* GOAL OF THE EXERCISE
Please find the lines in the entries below that contain the word "known", and copy each one.

* ENTRIES SUPPLIED

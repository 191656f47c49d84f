//! Parameter extraction: numbers, colors, rooms and cover movements.
//!
//! Which fields are filled depends on the intent; room extraction always runs.

use std::sync::LazyLock;

use regex::Regex;

use hc_protocol::{ColorName, CoverAction, Intent, Parameters, RoomMap};

static RE_NUMBER: LazyLock<Regex> = LazyLock::new(|| Regex::new(r"([0-9]+)%?").unwrap());

// Checked in order; a later hit overwrites an earlier one.
static COVER_ACTIONS: LazyLock<Vec<(Regex, CoverAction)>> = LazyLock::new(|| {
    vec![
        (Regex::new(r"\b(open|mở)\b").unwrap(), CoverAction::Open),
        (Regex::new(r"\b(close|đóng)\b").unwrap(), CoverAction::Close),
        (Regex::new(r"\b(stop|dừng)\b").unwrap(), CoverAction::Stop),
    ]
});

/// Bilingual color words, scanned in order by substring.
const COLORS: &[(&str, ColorName)] = &[
    ("red", ColorName::Red),
    ("đỏ", ColorName::Red),
    ("green", ColorName::Green),
    ("xanh lá", ColorName::Green),
    ("blue", ColorName::Blue),
    ("xanh dương", ColorName::Blue),
    ("yellow", ColorName::Yellow),
    ("vàng", ColorName::Yellow),
    ("purple", ColorName::Purple),
    ("tím", ColorName::Purple),
    ("pink", ColorName::Pink),
    ("hồng", ColorName::Pink),
    ("orange", ColorName::Orange),
    ("cam", ColorName::Orange),
    ("white", ColorName::White),
    ("trắng", ColorName::White),
    ("cyan", ColorName::Cyan),
    ("magenta", ColorName::Magenta),
];

/// Generic room words used when no known room name matches.
const ROOM_KEYWORDS: &[&str] = &[
    "living room",
    "bedroom",
    "kitchen",
    "bathroom",
    "phòng khách",
    "phòng ngủ",
    "nhà bếp",
    "phòng tắm",
];

/// Extract control parameters from normalized text for the given intent.
pub fn extract(normalized: &str, intent: Intent, rooms: &RoomMap) -> Parameters {
    let mut params = Parameters::default();

    if let Some(value) = first_number(normalized) {
        match intent {
            Intent::SetBrightness => params.brightness = Some(percent(value)),
            Intent::SetTemperature => {
                params.temperature = Some(i64::try_from(value).unwrap_or(i64::MAX))
            }
            Intent::ControlCover => params.position = Some(percent(value)),
            _ => {}
        }
    }

    if intent == Intent::SetColor {
        params.color = Some(extract_color(normalized));
    }

    params.room = extract_room(normalized, rooms);

    if intent == Intent::ControlCover {
        for (re, action) in COVER_ACTIONS.iter() {
            if re.is_match(normalized) {
                params.action = Some(*action);
            }
        }
    }

    params
}

/// First run of digits anywhere in the text. Saturates instead of overflowing.
pub fn first_number(normalized: &str) -> Option<u64> {
    RE_NUMBER
        .captures(normalized)
        .and_then(|caps| caps.get(1))
        .map(|m| m.as_str().parse().unwrap_or(u64::MAX))
}

fn percent(value: u64) -> u8 {
    // min(100) always fits in u8
    value.min(100) as u8
}

/// First color word found, as its canonical name.
pub fn extract_color(normalized: &str) -> Option<ColorName> {
    COLORS
        .iter()
        .find(|(word, _)| normalized.contains(word))
        .map(|(_, color)| *color)
}

/// A known room name (as displayed) or, failing that, a generic room word.
pub fn extract_room(normalized: &str, rooms: &RoomMap) -> Option<String> {
    // Empty names would match any text; skip them and fall through to keywords.
    let known = rooms
        .values()
        .find(|name| !name.is_empty() && normalized.contains(&name.to_lowercase()));
    if let Some(name) = known {
        return Some(name.clone());
    }

    ROOM_KEYWORDS
        .iter()
        .find(|keyword| normalized.contains(*keyword))
        .map(|keyword| keyword.to_string())
}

* ANSWER TO THE EXERCISE
/// Generic room words used when no known room name matches.
/// A known room name (as displayed) or, failing that, a generic room word.
    let known = rooms
    if let Some(name) = known {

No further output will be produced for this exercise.